_EXERCISE PROMPT_:
Instruction for the data below: set down exactly the lines from the line with "if let Some(stop)" to the line with "let deregistration = gateway.deregistration().cloned();", inclusive, and no others.

[Stored items]
-------------------------

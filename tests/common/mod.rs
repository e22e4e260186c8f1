//! Shared utilities for integration tests.

#![allow(dead_code)]

use std::collections::BTreeMap;
use std::future::Future;
use std::net::SocketAddr;
use std::sync::Arc;
use std::time::Duration;

use tokio::io::{AsyncReadExt, AsyncWriteExt};
use tokio::net::TcpListener;
use tokio::sync::oneshot;
use tokio::task::JoinHandle;

use version_gateway::config::{GatewayConfig, InstanceSeed};
use version_gateway::lifecycle::GracefulDeregistration;
use version_gateway::registry::InMemoryRegistry;
use version_gateway::Gateway;

/// Start a mock backend on an ephemeral port that answers every request
/// with `body`.
pub async fn start_mock_backend(body: &'static str) -> SocketAddr {
    start_programmable_backend(move || async move { (200, body.to_string()) }).await
}

/// Start a mock backend whose status and body come from `f`.
pub async fn start_programmable_backend<F, Fut>(f: F) -> SocketAddr
where
    F: Fn() -> Fut + Send + Sync + 'static,
    Fut: Future<Output = (u16, String)> + Send + 'static,
{
    let listener = TcpListener::bind("127.0.0.1:0").await.unwrap();
    let addr = listener.local_addr().unwrap();
    let f = Arc::new(f);

    tokio::spawn(async move {
        while let Ok((mut socket, _)) = listener.accept().await {
            let f = f.clone();
            tokio::spawn(async move {
                read_request_head(&mut socket).await;
                let (status, body) = f().await;
                let status_text = match status {
                    200 => "200 OK",
                    404 => "404 Not Found",
                    500 => "500 Internal Server Error",
                    503 => "503 Service Unavailable",
                    _ => "200 OK",
                };
                let response = format!(
                    "HTTP/1.1 {}\r\nContent-Length: {}\r\nConnection: close\r\n\r\n{}",
                    status_text,
                    body.len(),
                    body
                );
                let _ = socket.write_all(response.as_bytes()).await;
                let _ = socket.shutdown().await;
            });
        }
    });
    addr
}

async fn read_request_head(socket: &mut tokio::net::TcpStream) {
    let mut buf = Vec::new();
    let mut chunk = [0u8; 1024];
    loop {
        match socket.read(&mut chunk).await {
            Ok(0) | Err(_) => return,
            Ok(n) => {
                buf.extend_from_slice(&chunk[..n]);
                if buf.windows(4).any(|w| w == b"\r\n\r\n") {
                    return;
                }
            }
        }
    }
}

/// Registry seed for a backend listening on `addr`.
pub fn seed(service: &str, addr: SocketAddr, version: Option<&str>) -> InstanceSeed {
    let mut metadata = BTreeMap::new();
    if let Some(v) = version {
        metadata.insert("version".to_string(), v.to_string());
    }
    InstanceSeed {
        service: service.to_string(),
        host: addr.ip().to_string(),
        port: addr.port(),
        metadata,
    }
}

/// Config with version isolation on and a local host that matches no
/// test backend.
pub fn test_config() -> GatewayConfig {
    let mut config = GatewayConfig::default();
    config.load_balancer.version_isolation = true;
    config.load_balancer.local_host = Some("192.0.2.1".to_string());
    config.cache.ttl_secs = 300;
    config.admin.enabled = false;
    config
}

/// A gateway running in the background.
pub struct RunningGateway {
    pub addr: SocketAddr,
    pub registry: Arc<InMemoryRegistry>,
    pub deregistration: Option<Arc<GracefulDeregistration>>,
    stop: Option<oneshot::Sender<()>>,
    pub task: JoinHandle<Result<(), std::io::Error>>,
}

impl RunningGateway {
    /// Begin the shutdown sequence without waiting for it.
    pub fn stop(&mut self) {
        if let Some(stop) = self.stop.take() {
            let _ = stop.send(());
        }
    }

    pub fn url(&self, path: &str) -> String {
        format!("http://{}{}", self.addr, path)
    }
}

/// Bind an ephemeral port and run a gateway on it. When registration is
/// enabled, the gateway advertises the bound port.
pub async fn spawn_gateway(mut config: GatewayConfig) -> RunningGateway {
    let listener = TcpListener::bind("127.0.0.1:0").await.unwrap();
    let addr = listener.local_addr().unwrap();
    config.listener.bind_address = addr.to_string();
    config.registration.port = addr.port();

    let gateway = Gateway::build(config).await.unwrap();
    let registry = gateway.registry().clone();
    let deregistration = gateway.deregistration().cloned();

    let (stop_tx, stop_rx) = oneshot::channel::<()>();
    let task = tokio::spawn(gateway.run(listener, None, async move {
        let _ = stop_rx.await;
    }));
    tokio::time::sleep(Duration::from_millis(50)).await;

    RunningGateway {
        addr,
        registry,
        deregistration,
        stop: Some(stop_tx),
        task,
    }
}

pub fn client() -> reqwest::Client {
    reqwest::Client::builder()
        .pool_max_idle_per_host(0)
        .no_proxy()
        .build()
        .unwrap()
}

-------------------------

_EXPECTED ANSWER_:
        if let Some(stop) = self.stop.take() {
            let _ = stop.send(());
        }
    }

    pub fn url(&self, path: &str) -> String {
        format!("http://{}{}", self.addr, path)
    }
}

/// Bind an ephemeral port and run a gateway on it. When registration is
/// enabled, the gateway advertises the bound port.
pub async fn spawn_gateway(mut config: GatewayConfig) -> RunningGateway {
    let listener = TcpListener::bind("127.0.0.1:0").await.unwrap();
    let addr = listener.local_addr().unwrap();
    config.listener.bind_address = addr.to_string();
    config.registration.port = addr.port();

    let gateway = Gateway::build(config).await.unwrap();
    let registry = gateway.registry().clone();
    let deregistration = gateway.deregistration().cloned();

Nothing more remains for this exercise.